DOMPET KEMANUSIAAN PALU/DONGGALA, Dana Terkumpul RP 51.179.914.135 (23 NOV 2018) Salurkan Donasi Anda: (BCA - 309.500.6005) (Mandiri - 117.0000.99.77.00) (BRI - 0398.01.0000.53.303) A/n Yayasan Media Group

Kemenperin akan Berikan Tiga Kali Potongan Pph ke Perusahaan Digital

Kautsar Widya Prabowo - 16 April 2018 14:56 wib
Ilustrasi. MI/ARYA MANGGALA.
Ilustrasi.
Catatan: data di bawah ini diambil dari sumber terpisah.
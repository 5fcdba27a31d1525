//! Assessment Orchestrator - routes stages to items and composes the result.
//!
//! Pure composition over the item bank and scorers. Persistence of answers
//! and of the discriminator plan belongs to the caller.

use serde::{Deserialize, Serialize};
use std::sync::Arc;

use super::confidence::ConfidenceBand;
use super::discriminator::{DiscriminatorPlan, DiscriminatorSelector, DiscriminatorTally};
use super::errors::AssessmentError;
use super::instinct::{InstinctScorer, InstinctScores};
use super::item::Item;
use super::item_bank::ItemBank;
use super::response::LikertResponse;
use super::scoring::{ProbabilityDistribution, RawScores, Stage1Scorer, TypeScores};
use super::session::AssessmentSession;
use super::stage::AssessmentStage;
use super::types::{EnneagramType, Instinct};
use super::wing::WingEstimate;
use crate::domain::foundation::Locale;

/// Version tag of the exported result shape.
pub const RESULT_VERSION: &str = "1.0";

/// What a stage presents to the respondent.
#[derive(Debug, Clone, PartialEq, Eq)]
pub enum StageContent {
    Items(Vec<Item>),
    Prompts(Vec<String>),
}

/// Exported classification for one session.
#[derive(Debug, Clone, PartialEq, Serialize, Deserialize)]
#[serde(rename_all = "camelCase")]
pub struct AssessmentResult {
    /// Final type after the discriminator round.
    pub primary_type: EnneagramType,
    /// Leading type from the screener alone.
    pub stage1_primary_type: EnneagramType,
    pub type_probabilities: ProbabilityDistribution,
    pub raw_scores: RawScores,
    pub confidence: ConfidenceBand,
    pub top_types: Vec<EnneagramType>,
    pub wing: EnneagramType,
    /// Wing label such as `4w5`.
    pub likely_wing: String,
    pub instinct_scores: Option<InstinctScores>,
    pub dominant_instinct: Option<Instinct>,
    pub discriminator_tally: DiscriminatorTally,
    pub version: String,
}

/// Stage router and result composer.
#[derive(Debug, Clone)]
pub struct AssessmentOrchestrator {
    bank: Arc<ItemBank>,
}

impl AssessmentOrchestrator {
    pub fn new(bank: Arc<ItemBank>) -> Self {
        Self { bank }
    }

    pub fn bank(&self) -> &ItemBank {
        &self.bank
    }

    /// Content for a stage.
    ///
    /// The discriminator stage needs the session's plan; without one the
    /// caller has not derived it from screener answers yet.
    pub fn content_for(
        &self,
        stage: AssessmentStage,
        locale: Locale,
        plan: Option<&DiscriminatorPlan>,
    ) -> Result<StageContent, AssessmentError> {
        match stage {
            AssessmentStage::Screener => Ok(StageContent::Items(self.bank.screener_items(locale).to_vec())),
            AssessmentStage::Discriminators => {
                let plan = plan.ok_or_else(|| {
                    AssessmentError::invalid_input("sessionId", "discriminator plan has not been derived")
                })?;
                Ok(StageContent::Items(self.items_for_plan(locale, plan)))
            }
            AssessmentStage::Wings => Ok(StageContent::Items(self.bank.instinct_items(locale).to_vec())),
            AssessmentStage::Narrative => Ok(StageContent::Prompts(self.bank.narrative_prompts(locale).to_vec())),
            AssessmentStage::Complete => Err(AssessmentError::unsupported_stage(stage.as_str())),
        }
    }

    pub fn score_screener(&self, locale: Locale, responses: &[LikertResponse]) -> TypeScores {
        Stage1Scorer::score(self.bank.item_type_map(locale), responses)
    }

    /// Derives the discriminator plan from screener answers.
    pub fn plan_discriminators(&self, locale: Locale, screener: &[LikertResponse]) -> DiscriminatorPlan {
        let scores = self.score_screener(locale, screener);
        DiscriminatorSelector::build_plan(&self.bank, locale, &scores)
    }

    /// Resolves plan entries to items, in plan order.
    pub fn items_for_plan(&self, locale: Locale, plan: &DiscriminatorPlan) -> Vec<Item> {
        plan.item_ids()
            .filter_map(|id| self.bank.discriminator_item(locale, id))
            .cloned()
            .collect()
    }

    /// Computes the full result from a session's stored answers.
    ///
    /// # Errors
    /// - `ResponsesNotFound` when the session has no screener answers
    pub fn evaluate(&self, session: &AssessmentSession) -> Result<AssessmentResult, AssessmentError> {
        if !session.has_screener_responses() {
            return Err(AssessmentError::ResponsesNotFound(*session.id()));
        }
        let locale = session.locale();

        let scores = self.score_screener(locale, session.screener_responses());
        let confidence = ConfidenceBand::classify(&scores.probabilities);

        let tally = session
            .plan()
            .map(|plan| DiscriminatorSelector::tally(plan, session.discriminator_answers()))
            .unwrap_or_default();
        let primary = DiscriminatorSelector::narrow(&scores, confidence, &tally);
        let wing = WingEstimate::estimate(primary, &scores);

        let instinct_scores = if session.instinct_responses().is_empty() {
            None
        } else {
            Some(InstinctScorer::score(self.bank.instinct_map(locale), session.instinct_responses()))
        };

        Ok(AssessmentResult {
            primary_type: primary,
            stage1_primary_type: scores.primary_type(),
            top_types: scores.top(3),
            confidence,
            wing: wing.wing,
            likely_wing: wing.label(),
            dominant_instinct: instinct_scores.map(|s| s.dominant),
            instinct_scores,
            discriminator_tally: tally,
            type_probabilities: scores.probabilities,
            raw_scores: scores.raw,
            version: RESULT_VERSION.to_string(),
        })
    }
}

#[cfg(test)]
mod tests {
    use super::*;
    use crate::domain::enneagram::response::{DiscriminatorAnswer, DiscriminatorChoice};
    use crate::domain::foundation::{Likert, SessionId};

    fn orchestrator() -> AssessmentOrchestrator {
        AssessmentOrchestrator::new(Arc::new(ItemBank::load().unwrap()))
    }

    fn all_screener(o: &AssessmentOrchestrator, value: Likert) -> Vec<LikertResponse> {
        o.bank()
            .screener_items(Locale::En)
            .iter()
            .map(|i| LikertResponse::new(i.id.clone(), value))
            .collect()
    }

    #[test]
    fn content_per_stage() {
        let o = orchestrator();
        match o.content_for(AssessmentStage::Screener, Locale::En, None).unwrap() {
            StageContent::Items(items) => assert_eq!(items.len(), 45),
            other => panic!("unexpected {:?}", other),
        }
        match o.content_for(AssessmentStage::Wings, Locale::Kr, None).unwrap() {
            StageContent::Items(items) => assert_eq!(items.len(), 12),
            other => panic!("unexpected {:?}", other),
        }
        match o.content_for(AssessmentStage::Narrative, Locale::En, None).unwrap() {
            StageContent::Prompts(prompts) => assert_eq!(prompts.len(), 2),
            other => panic!("unexpected {:?}", other),
        }
        assert!(o.content_for(AssessmentStage::Complete, Locale::En, None).is_err());
        assert!(o.content_for(AssessmentStage::Discriminators, Locale::En, None).is_err());
    }

    #[test]
    fn discriminator_content_follows_plan_order() {
        let o = orchestrator();
        let screener: Vec<_> = ["s1_16", "s1_17", "s1_41"]
            .iter()
            .map(|id| LikertResponse::new(*id, Likert::StronglyAgree))
            .collect();
        let plan = o.plan_discriminators(Locale::En, &screener);
        match o.content_for(AssessmentStage::Discriminators, Locale::Kr, Some(&plan)).unwrap() {
            StageContent::Items(items) => {
                let ids: Vec<_> = items.iter().map(|i| i.id.clone()).collect();
                let planned: Vec<_> = plan.item_ids().map(String::from).collect();
                assert_eq!(ids, planned);
                assert!(items.iter().all(|i| i.locale == Locale::Kr));
            }
            other => panic!("unexpected {:?}", other),
        }
    }

    #[test]
    fn uniform_answers_give_low_confidence() {
        let o = orchestrator();
        let mut session = AssessmentSession::new(SessionId::new(), Locale::En);
        session.record_screener(&all_screener(&o, Likert::StronglyAgree));
        let result = o.evaluate(&session).unwrap();
        assert_eq!(result.confidence, ConfidenceBand::Low);
        assert_eq!(result.primary_type, EnneagramType::One);
        for p in result.type_probabilities.values() {
            assert!((p - 1.0 / 9.0).abs() < 1e-12);
        }
        assert_eq!(result.likely_wing, "1w2");
        assert_eq!(result.dominant_instinct, None);
        assert_eq!(result.version, "1.0");
    }

    #[test]
    fn evaluate_requires_screener_answers() {
        let o = orchestrator();
        let session = AssessmentSession::new(SessionId::new(), Locale::En);
        assert!(matches!(o.evaluate(&session), Err(AssessmentError::ResponsesNotFound(_))));
    }

    #[test]
    fn discriminators_narrow_an_ambiguous_result() {
        let o = orchestrator();
        let mut session = AssessmentSession::new(SessionId::new(), Locale::En);
        // Four and Nine tie at the top, Two trails.
        let screener: Vec<_> = ["s1_16", "s1_17", "s1_41", "s1_42", "s1_06"]
            .iter()
            .map(|id| LikertResponse::new(*id, Likert::StronglyAgree))
            .collect();
        session.record_screener(&screener);
        let plan = o.plan_discriminators(Locale::En, &screener);
        session.attach_plan(plan);
        session.record_discriminators(&[
            DiscriminatorAnswer::new("d_4vs9_01", DiscriminatorChoice::B),
            DiscriminatorAnswer::new("d_4vs9_02", DiscriminatorChoice::B),
        ]);

        let result = o.evaluate(&session).unwrap();
        assert_eq!(result.stage1_primary_type, EnneagramType::Four);
        assert_eq!(result.confidence, ConfidenceBand::Low);
        assert_eq!(result.primary_type, EnneagramType::Nine);
        assert_eq!(result.discriminator_tally.get(&EnneagramType::Nine), Some(&2));
    }

    #[test]
    fn instinct_answers_fill_dominant_instinct() {
        let o = orchestrator();
        let mut session = AssessmentSession::new(SessionId::new(), Locale::En);
        session.record_screener(&all_screener(&o, Likert::Neutral));
        session.record_instincts(&[
            LikertResponse::new("i_03", Likert::StronglyAgree),
            LikertResponse::new("i_01", Likert::Disagree),
        ]);
        let result = o.evaluate(&session).unwrap();
        assert_eq!(result.dominant_instinct, Some(Instinct::Sx));
        assert_eq!(result.instinct_scores.unwrap().sx, 5);
    }

    #[test]
    fn result_serializes_camel_case_with_string_type_keys() {
        let o = orchestrator();
        let mut session = AssessmentSession::new(SessionId::new(), Locale::En);
        session.record_screener(&[LikertResponse::new("s1_01", Likert::StronglyAgree)]);
        let json = serde_json::to_value(o.evaluate(&session).unwrap()).unwrap();
        assert_eq!(json["primaryType"], "1");
        assert_eq!(json["typeProbabilities"]["1"], 1.0);
        assert_eq!(json["rawScores"]["1"], 5);
        assert_eq!(json["confidence"], "high");
        assert!(json["dominantInstinct"].is_null());
    }
}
MI/ARYA MANGGALA.

Jakarta: Kementerian Perindustrian (Kemenperin) akan memberikan tiga kali potongan pajak pengurangan penghasilan (Pph) kepada perusahaan digital yang mendorong industri 4.0. Hal tersebut terkait terobosan insentif pajak terbaru, yakni super deduction tax.

Kepala Badan Penelitian dan Pengembangan Industri Ngakan Timur Antara menjelaskan potongan Pph tersebut masuk dalam biaya pengeluaran perusahaan, di mana rencana tersebut masih dalam tahap perencanaan.

"Kalau perusahaan menggeluarkan Rp300 miliar atau Rp100 miliar untuk riset, beli mesin, mempekerjakan orang dalam, maka pemerintah akan memberikan potongan tiga kali potongan Pph," ujarnya di Gedung Serbaguna Kemenkominfo, Jalan Medan Merdeka Barat, Jakarta Pusat, Senin, 16 April 2018.

Ia menambahkan, kebijakan tersebut untuk perusahaan yang melakukan Riset and Development (RnD) dengan dampak yang besar bagi ekonomi dalam negeri. Pemerintah yang akan menilai besarnya pengaruh dari perusahaan tersebut.

"RnD yang mendukung daya saing produk dan memberikan impact besar. Maka harus ada assesment dari kita, bukan serta merta pengakuan dari mereka," tambahnya.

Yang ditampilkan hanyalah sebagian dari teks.